The Inflation Battle will Continue
As the U.S. Department of Commerce raised its April retail sales data, US consumer spending is still expected to increase to boost economic growth in the second quarter of this year. However, the pent-up strong demand under the pandemic has exceeded supply. Under the environment of loose fiscal policy and ultra-loose monetary policy, inflationary pressure is affecting the stable recovery of the US economy.
Bill Adams, a senior analyst at PNC Financial Services, pointed out that “the root cause of inflation is short-term issues such as supply chain disruption, labor shortages, and stimulus plans. All these factors that drive inflation will no longer be a major issue in the second half of this year.”
According to a report released by the U.S. Department of Labor on the same day, the U.S. Producer Price Index rose by 0.6% month on month and 6.6% year on year in May. The year-on-year increase was the highest level since comparable data were available in November 2010. Data previously released by the Labor Department showed that the US consumer price index increased by 0.6% month-on-month and 5% year-on-year in May, the highest year-on-year increase since August 2008.
At the same time, the pandemic has forced some large US retailers to refine their inventory systems and logistics systems, allowing customers to skip the long delivery time and use "online purchases, in-store payment", curbside pickup or DoorDash or other Third-party delivery services such as Instacart personally pick up the orders they place online.
According to data from Goldman Sachs, in the fourth quarter of 2020, the online sales coverage of stores increased from 43% in the first quarter to approximately 60%. The investment bank also said that even if the economy reopens, due to efficiency and capacity constraints, many retailers may continue to adopt a hybrid model in the future.
The report said that retailers do not necessarily need to set up outlets in densely populated areas, but they can make better use of these outlets and mixed fulfillment trends.
Goldman Sachs found that Petco's (WOOF) in-store online sales coverage increased from 20% in the first quarter of 2020 to 80% in the fourth quarter. This momentum continues to rise this year. The company reported that in the first quarter of 2021, 83% of digital sales were done by stores.

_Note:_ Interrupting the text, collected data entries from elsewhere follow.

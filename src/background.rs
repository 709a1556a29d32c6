//! The command-line background controller.
//!
//! Registered under [`ContextName::Background`], it answers the command-line
//! frame's requests for tabs and history, shows and hides the command line in
//! the active tab, receives submitted lines and fans them out to
//! [`LineListeners`], and bridges selection/clipboard through the native
//! helper when one is available.

use std::str::FromStr;
use std::sync::Arc;

use async_trait::async_trait;
use serde_json::Value;

use crate::browser::{BrowserApi, HistoryItem, HistoryQuery, Tab, TabQuery};
use crate::config::RelayConfig;
use crate::context::ContextName;
use crate::error::RelayError;
use crate::listeners::{LineListeners, Unsubscribe};
use crate::messaging::{attribute_caller, detach, ActiveTabMessenger, Message, Operations, Router};
use crate::native::NativeBridge;

/// Operations the frame side may call on the background, by wire name.
#[derive(Debug, Clone, Copy, PartialEq, Eq, Hash)]
pub enum BackgroundOp {
    AllWindowTabs,
    CurrentWindowTabs,
    History,
    RecvExStr,
    Show,
    Hide,
}

impl BackgroundOp {
    pub const ALL: [BackgroundOp; 6] = [
        BackgroundOp::AllWindowTabs,
        BackgroundOp::CurrentWindowTabs,
        BackgroundOp::History,
        BackgroundOp::RecvExStr,
        BackgroundOp::Show,
        BackgroundOp::Hide,
    ];

    pub fn as_str(self) -> &'static str {
        match self {
            BackgroundOp::AllWindowTabs => "allWindowTabs",
            BackgroundOp::CurrentWindowTabs => "currentWindowTabs",
            BackgroundOp::History => "history",
            BackgroundOp::RecvExStr => "recvExStr",
            BackgroundOp::Show => "show",
            BackgroundOp::Hide => "hide",
        }
    }
}

impl FromStr for BackgroundOp {
    type Err = RelayError;

    fn from_str(op: &str) -> Result<Self, Self::Err> {
        BackgroundOp::ALL
            .into_iter()
            .find(|o| o.as_str() == op)
            .ok_or_else(|| RelayError::UnknownOperation {
                context: ContextName::Background,
                op: op.to_string(),
            })
    }
}

/// A parsed call to the background, one variant per operation.
#[derive(Debug, Clone, PartialEq, Eq)]
pub enum BackgroundRequest {
    AllWindowTabs,
    CurrentWindowTabs,
    History,
    RecvExStr(String),
    Show { focus: bool },
    Hide,
}

impl BackgroundRequest {
    pub fn parse(op: &str, args: Vec<Value>) -> Result<Self, RelayError> {
        let op = op.parse::<BackgroundOp>()?;
        let name = op.as_str();
        let mut args = args.into_iter();
        let request = match op {
            BackgroundOp::AllWindowTabs => BackgroundRequest::AllWindowTabs,
            BackgroundOp::CurrentWindowTabs => BackgroundRequest::CurrentWindowTabs,
            BackgroundOp::History => BackgroundRequest::History,
            BackgroundOp::Hide => BackgroundRequest::Hide,
            BackgroundOp::RecvExStr => match args.next() {
                Some(Value::String(exstr)) => BackgroundRequest::RecvExStr(exstr),
                Some(other) => {
                    return Err(RelayError::invalid_args(name, format!("expected string, got {other}")))
                }
                None => return Err(RelayError::invalid_args(name, "missing command line")),
            },
            // Absent or null means the default, focus = true.
            BackgroundOp::Show => match args.next() {
                None | Some(Value::Null) => BackgroundRequest::Show { focus: true },
                Some(Value::Bool(focus)) => BackgroundRequest::Show { focus },
                Some(other) => {
                    return Err(RelayError::invalid_args(name, format!("expected boolean, got {other}")))
                }
            },
        };
        // Trailing arguments are ignored.
        Ok(request)
    }
}

// Downstream operations on the frame and content contexts.
const FRAME_GET_CLIPBOARD: &str = "getClipboard";
const FRAME_SET_CLIPBOARD: &str = "setClipboard";
const FOCUS: &str = "focus";
const CONTENT_SHOW: &str = "show";
const CONTENT_HIDE: &str = "hide";
const CONTENT_BLUR: &str = "blur";

/// Background half of the command line.
pub struct CommandLineBackground {
    messenger: Arc<dyn ActiveTabMessenger>,
    browser: Arc<dyn BrowserApi>,
    native: Arc<dyn NativeBridge>,
    listeners: LineListeners,
    config: RelayConfig,
}

impl CommandLineBackground {
    pub fn new(
        messenger: Arc<dyn ActiveTabMessenger>,
        browser: Arc<dyn BrowserApi>,
        native: Arc<dyn NativeBridge>,
    ) -> Self {
        Self {
            messenger,
            browser,
            native,
            listeners: LineListeners::new(),
            config: RelayConfig::default(),
        }
    }

    pub fn with_config(mut self, config: RelayConfig) -> Self {
        self.config = config;
        self
    }

    /// Subscribe to submitted command lines.
    pub fn add_line_listener<F>(&self, cb: F) -> Unsubscribe
    where
        F: Fn(&str) + Send + Sync + 'static,
    {
        self.listeners.add_listener(cb)
    }

    /// Register this controller's operations with `router`.
    pub fn register(self: &Arc<Self>, router: &Router) -> Result<(), RelayError> {
        router.add_listener(Self::CONTEXT, attribute_caller(Arc::clone(self)))
    }

    async fn request(&self, message: Message) -> Result<Value, RelayError> {
        tracing::debug!(context = %message.context, op = %message.op, "messaging active tab");
        self.messenger.send_to_active_tab(message).await
    }

    fn fire(&self, what: &'static str, message: Message) {
        tracing::debug!(context = %message.context, op = %message.op, "messaging active tab (detached)");
        detach(what, self.messenger.send_to_active_tab(message));
    }

    /// Receive a submitted command line and hand it to every listener.
    pub fn recv_ex_str(&self, exstr: &str) {
        tracing::debug!(listeners = self.listeners.len(), "fanning out command line");
        self.listeners.dispatch(exstr);
    }

    /// Tabs of the current window.
    pub async fn current_window_tabs(&self) -> Result<Vec<Tab>, RelayError> {
        self.browser.tabs_query(TabQuery::current_window()).await
    }

    /// Tabs of every window, in window order. Windows are queried one at a time.
    pub async fn all_window_tabs(&self) -> Result<Vec<Tab>, RelayError> {
        let mut all = Vec::new();
        for window in self.browser.windows_get_all().await? {
            let Some(id) = window.id else { continue };
            all.extend(self.browser.tabs_query(TabQuery::window(id)).await?);
        }
        Ok(all)
    }

    /// Recent history, as ordered by the browser.
    pub async fn history(&self) -> Result<Vec<HistoryItem>, RelayError> {
        let query = HistoryQuery {
            text: String::new(),
            max_results: self.config.history.max_results,
            start_time: self.config.history.start_time,
        };
        self.browser.history_search(query).await
    }

    /// Show the command line; with `focus`, focus the content surface and
    /// then the frame inside it.
    pub async fn show(&self, focus: bool) -> Result<(), RelayError> {
        self.fire("show", Message::new(ContextName::Content, CONTENT_SHOW));
        if focus {
            self.request(Message::new(ContextName::Content, FOCUS)).await?;
            self.request(Message::new(ContextName::Frame, FOCUS)).await?;
        }
        Ok(())
    }

    /// Hide and blur the command line without waiting for either.
    ///
    /// Must be called within a Tokio runtime.
    pub fn hide(&self) {
        self.fire("hide", Message::new(ContextName::Content, CONTENT_HIDE));
        self.fire("blur", Message::new(ContextName::Content, CONTENT_BLUR));
    }

    /// Primary selection if the helper can reach it, else the clipboard.
    pub async fn get_selection(&self) -> Result<String, RelayError> {
        if self.native.nativegate().await {
            let sync = &self.config.selection.sync_primary_command;
            let output = self.native.run(sync).await?;
            if !output.success() {
                tracing::debug!(code = ?output.code, "primary selection sync exited non-zero");
            }
        }
        let reply = self
            .request(Message::new(ContextName::Frame, FRAME_GET_CLIPBOARD))
            .await?;
        match reply {
            Value::String(s) => Ok(s),
            Value::Null => Ok(String::new()),
            other => Err(RelayError::UnexpectedReply {
                op: FRAME_GET_CLIPBOARD.to_string(),
                detail: format!("expected string, got {other}"),
            }),
        }
    }

    /// Put `text` on the clipboard, and mirror it into the primary selection
    /// when the helper is available.
    pub async fn set_selection(&self, text: &str) -> Result<(), RelayError> {
        self.request(Message::new(ContextName::Frame, FRAME_SET_CLIPBOARD).arg(text))
            .await?;
        if self.native.nativegate().await {
            let mirror = &self.config.selection.mirror_primary_command;
            detach("mirror primary selection", self.native.run(mirror));
        }
        Ok(())
    }
}

#[async_trait]
impl Operations for CommandLineBackground {
    type Request = BackgroundRequest;

    const CONTEXT: ContextName = ContextName::Background;

    fn parse(op: &str, args: Vec<Value>) -> Result<Self::Request, RelayError> {
        BackgroundRequest::parse(op, args)
    }

    async fn call(&self, request: BackgroundRequest) -> Result<Value, RelayError> {
        match request {
            BackgroundRequest::AllWindowTabs => Ok(serde_json::to_value(self.all_window_tabs().await?)?),
            BackgroundRequest::CurrentWindowTabs => {
                Ok(serde_json::to_value(self.current_window_tabs().await?)?)
            }
            BackgroundRequest::History => Ok(serde_json::to_value(self.history().await?)?),
            BackgroundRequest::RecvExStr(exstr) => {
                self.recv_ex_str(&exstr);
                Ok(Value::Null)
            }
            BackgroundRequest::Show { focus } => {
                self.show(focus).await?;
                Ok(Value::Null)
            }
            BackgroundRequest::Hide => {
                self.hide();
                Ok(Value::Null)
            }
        }
    }
}

impl std::fmt::Debug for CommandLineBackground {
    fn fmt(&self, f: &mut std::fmt::Formatter<'_>) -> std::fmt::Result {
        f.debug_struct("CommandLineBackground")
            .field("listeners", &self.listeners)
            .field("config", &self.config)
            .finish()
    }
}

Target (TGT), which also has stores in high-density areas, saw its in-store online sales increased by 5% to 85% from the first quarter to the fourth quarter. This change is smaller than that of Petco and other companies, but the bank pointed out that Target had accepted the “online purchase, in-store payment” and curbside pickup model long before the pandemic, and the same-day service growth rate in the first quarter of this year was still faster than the growth of overall online sales.